«Да, Улыбин много сделал за эти два года. Конечно, он начинал не на пустом месте, – больше для себя, чем боясь переоценить заслуги Улыбина – подумал Рябов.– Но он набрал силу. Характера Леше, правда, никогда не надо было одалживать на стороне. Но на такую замену, в таком матче… Что сделают с ним, если Макар запустит пару „мышей“, которые и решат серию в пользу канадцев?»
Рябов, как ни тревожна и справедлива была эта мысль, сразу же отогнал ее. Сейчас на льду его парни… И те, кто пришел уже при Улыбине. Они вместе сражались за дело, которому Рябов отдал столько сил.
Рябов сидит здесь, в мягком кресле, обложенный подушками, и, кажется, должен быть спокоен – ни выигрыш, ни проигрыш уже ничего не значат в судьбе бывшего старшего тренера сборной команды страны. Он теперь может созерцать игру со стороны.

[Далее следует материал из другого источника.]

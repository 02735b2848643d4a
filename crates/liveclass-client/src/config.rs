//! Client configuration.
//!
//! Configuration is loaded from environment variables. The bearer token is
//! redacted in Debug output.

use common::secret::SecretString;
use std::collections::HashMap;
use std::env;
use std::fmt;
use std::time::Duration;
use thiserror::Error;

/// Default backend base URL.
pub const DEFAULT_API_URL: &str = "http://localhost:8000";

/// Default request timeout in seconds.
pub const DEFAULT_HTTP_TIMEOUT_SECONDS: u64 = 30;

/// Upper bound for the request timeout. Archive calls block until the
/// backend has copied every recording, so the bound is generous.
pub const MAX_HTTP_TIMEOUT_SECONDS: u64 = 600;

/// Default connect timeout in seconds.
pub const DEFAULT_CONNECT_TIMEOUT_SECONDS: u64 = 5;

/// Client configuration.
#[derive(Clone)]
pub struct ClientConfig {
    /// Backend base URL without a trailing slash.
    pub api_url: String,

    /// Optional bearer token forwarded on every request.
    pub api_token: Option<SecretString>,

    /// Whole-request timeout.
    pub http_timeout: Duration,

    /// TCP connect timeout.
    pub connect_timeout: Duration,

    /// Emit JSON-formatted logs from the binary.
    pub json_logs: bool,
}

impl fmt::Debug for ClientConfig {
    fn fmt(&self, f: &mut fmt::Formatter<'_>) -> fmt::Result {
        f.debug_struct("ClientConfig")
            .field("api_url", &self.api_url)
            .field(
                "api_token",
                &self.api_token.as_ref().map(|_| "[REDACTED]"),
            )
            .field("http_timeout", &self.http_timeout)
            .field("connect_timeout", &self.connect_timeout)
            .field("json_logs", &self.json_logs)
            .finish()
    }
}

#[derive(Debug, Error)]
pub enum ConfigError {
    #[error("Invalid API URL: {0}")]
    InvalidApiUrl(String),

    #[error("Invalid timeout configuration: {0}")]
    InvalidTimeout(String),

    #[error("Invalid boolean for {name}: {value}")]
    InvalidBool { name: String, value: String },
}

impl Default for ClientConfig {
    fn default() -> Self {
        Self {
            api_url: DEFAULT_API_URL.to_string(),
            api_token: None,
            http_timeout: Duration::from_secs(DEFAULT_HTTP_TIMEOUT_SECONDS),
            connect_timeout: Duration::from_secs(DEFAULT_CONNECT_TIMEOUT_SECONDS),
            json_logs: false,
        }
    }
}

impl ClientConfig {
    /// Configuration pointing at `api_url` with default timeouts.
    pub fn new(api_url: impl Into<String>) -> Self {
        Self {
            api_url: api_url.into().trim_end_matches('/').to_string(),
            ..Self::default()
        }
    }

    /// Set the bearer token.
    #[must_use]
    pub fn with_token(mut self, token: SecretString) -> Self {
        self.api_token = Some(token);
        self
    }

    /// Set the request timeout.
    #[must_use]
    pub fn with_http_timeout(mut self, timeout: Duration) -> Self {
        self.http_timeout = timeout;
        self
    }

    /// Load configuration from environment variables.
    pub fn from_env() -> Result<Self, ConfigError> {
        Self::from_vars(&env::vars().collect())
    }

    /// Load configuration from a HashMap (for testing).
    pub fn from_vars(vars: &HashMap<String, String>) -> Result<Self, ConfigError> {
        let api_url = vars
            .get("LIVECLASS_API_URL")
            .map(|s| s.trim().trim_end_matches('/').to_string())
            .unwrap_or_else(|| DEFAULT_API_URL.to_string());

        if !(api_url.starts_with("http://") || api_url.starts_with("https://")) {
            return Err(ConfigError::InvalidApiUrl(format!(
                "LIVECLASS_API_URL must start with http:// or https://, got '{}'",
                api_url
            )));
        }

        let api_token = vars
            .get("LIVECLASS_API_TOKEN")
            .map(|s| s.trim())
            .filter(|s| !s.is_empty())
            .map(SecretString::from);

        let http_timeout_secs = parse_seconds(
            vars,
            "LIVECLASS_HTTP_TIMEOUT_SECONDS",
            DEFAULT_HTTP_TIMEOUT_SECONDS,
        )?;
        if http_timeout_secs > MAX_HTTP_TIMEOUT_SECONDS {
            return Err(ConfigError::InvalidTimeout(format!(
                "LIVECLASS_HTTP_TIMEOUT_SECONDS must not exceed {} seconds, got {}",
                MAX_HTTP_TIMEOUT_SECONDS, http_timeout_secs
            )));
        }

        let connect_timeout_secs = parse_seconds(
            vars,
            "LIVECLASS_CONNECT_TIMEOUT_SECONDS",
            DEFAULT_CONNECT_TIMEOUT_SECONDS,
        )?;

        let json_logs = match vars.get("LIVECLASS_LOG_JSON").map(|s| s.trim()) {
            None | Some("") => false,
            Some(v) if v.eq_ignore_ascii_case("true") || v == "1" => true,
            Some(v) if v.eq_ignore_ascii_case("false") || v == "0" => false,
            Some(v) => {
                return Err(ConfigError::InvalidBool {
                    name: "LIVECLASS_LOG_JSON".to_string(),
                    value: v.to_string(),
                })
            }
        };

        Ok(Self {
            api_url,
            api_token,
            http_timeout: Duration::from_secs(http_timeout_secs),
            connect_timeout: Duration::from_secs(connect_timeout_secs),
            json_logs,
        })
    }
}

fn parse_seconds(
    vars: &HashMap<String, String>,
    name: &str,
    default: u64,
) -> Result<u64, ConfigError> {
    let Some(value_str) = vars.get(name) else {
        return Ok(default);
    };

    let value: u64 = value_str.trim().parse().map_err(|e| {
        ConfigError::InvalidTimeout(format!(
            "{} must be a valid positive integer, got '{}': {}",
            name, value_str, e
        ))
    })?;

    if value == 0 {
        return Err(ConfigError::InvalidTimeout(format!(
            "{} must be greater than 0",
            name
        )));
    }

    Ok(value)
}

#[cfg(test)]
#[allow(clippy::unwrap_used, clippy::expect_used)]
mod tests {
    use super::*;
    use common::secret::ExposeSecret;

    fn vars(pairs: &[(&str, &str)]) -> HashMap<String, String> {
        pairs
            .iter()
            .map(|(k, v)| (k.to_string(), v.to_string()))
            .collect()
    }

    #[test]
    fn test_defaults_when_nothing_set() {
        let config = ClientConfig::from_vars(&HashMap::new()).unwrap();

        assert_eq!(config.api_url, DEFAULT_API_URL);
        assert!(config.api_token.is_none());
        assert_eq!(config.http_timeout, Duration::from_secs(30));
        assert_eq!(config.connect_timeout, Duration::from_secs(5));
        assert!(!config.json_logs);
    }

    #[test]
    fn test_trailing_slash_is_trimmed() {
        let config =
            ClientConfig::from_vars(&vars(&[("LIVECLASS_API_URL", "https://api.example.com/")]))
                .unwrap();
        assert_eq!(config.api_url, "https://api.example.com");

        assert_eq!(
            ClientConfig::new("http://localhost:9000//").api_url,
            "http://localhost:9000"
        );
    }

    #[test]
    fn test_rejects_non_http_url() {
        let result = ClientConfig::from_vars(&vars(&[("LIVECLASS_API_URL", "ftp://host")]));
        assert!(matches!(result, Err(ConfigError::InvalidApiUrl(_))));
    }

    #[test]
    fn test_token_is_read_and_redacted() {
        let config =
            ClientConfig::from_vars(&vars(&[("LIVECLASS_API_TOKEN", "secret-token-123")]))
                .unwrap();

        assert_eq!(
            config.api_token.as_ref().unwrap().expose_secret(),
            "secret-token-123"
        );
        let debug = format!("{config:?}");
        assert!(debug.contains("[REDACTED]"));
        assert!(!debug.contains("secret-token-123"));
    }

    #[test]
    fn test_blank_token_is_ignored() {
        let config = ClientConfig::from_vars(&vars(&[("LIVECLASS_API_TOKEN", "  ")])).unwrap();
        assert!(config.api_token.is_none());
    }

    #[test]
    fn test_timeout_validation() {
        let zero = ClientConfig::from_vars(&vars(&[("LIVECLASS_HTTP_TIMEOUT_SECONDS", "0")]));
        assert!(matches!(zero, Err(ConfigError::InvalidTimeout(_))));

        let junk = ClientConfig::from_vars(&vars(&[("LIVECLASS_HTTP_TIMEOUT_SECONDS", "abc")]));
        assert!(matches!(junk, Err(ConfigError::InvalidTimeout(_))));

        let too_big =
            ClientConfig::from_vars(&vars(&[("LIVECLASS_HTTP_TIMEOUT_SECONDS", "601")]));
        assert!(matches!(too_big, Err(ConfigError::InvalidTimeout(_))));

        let ok = ClientConfig::from_vars(&vars(&[
            ("LIVECLASS_HTTP_TIMEOUT_SECONDS", "120"),
            ("LIVECLASS_CONNECT_TIMEOUT_SECONDS", "2"),
        ]))
        .unwrap();
        assert_eq!(ok.http_timeout, Duration::from_secs(120));
        assert_eq!(ok.connect_timeout, Duration::from_secs(2));
    }

    #[test]
    fn test_json_logs_flag() {
        let on = ClientConfig::from_vars(&vars(&[("LIVECLASS_LOG_JSON", "TRUE")])).unwrap();
        assert!(on.json_logs);

        let off = ClientConfig::from_vars(&vars(&[("LIVECLASS_LOG_JSON", "0")])).unwrap();
        assert!(!off.json_logs);

        let bad = ClientConfig::from_vars(&vars(&[("LIVECLASS_LOG_JSON", "yes please")]));
        assert!(matches!(bad, Err(ConfigError::InvalidBool { .. })));
    }
}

Галина, возражавшая, чтобы он смотрел этот матч, – врачи категорически запретили всякие острые переживания, их любимым рецептом стало «покой» – была права. Рябова от волнения знобило. И первые влетевшие в ворота канадцев шайбы, которые должны успокоить всякого, даже Макара, игравшего, кстати, так, будто он уже столетие стоит в воротах сборной или вышел размяться на тренировочную игру, когда на трибунах сидят знакомые девочки, лишь разожгли в нем внутреннюю тревогу. Он не боялся за исход. Он был убежден, что наши выиграют. Он верил в это не один год. И никакая случайность не могла заставить его разубедиться в своей вере.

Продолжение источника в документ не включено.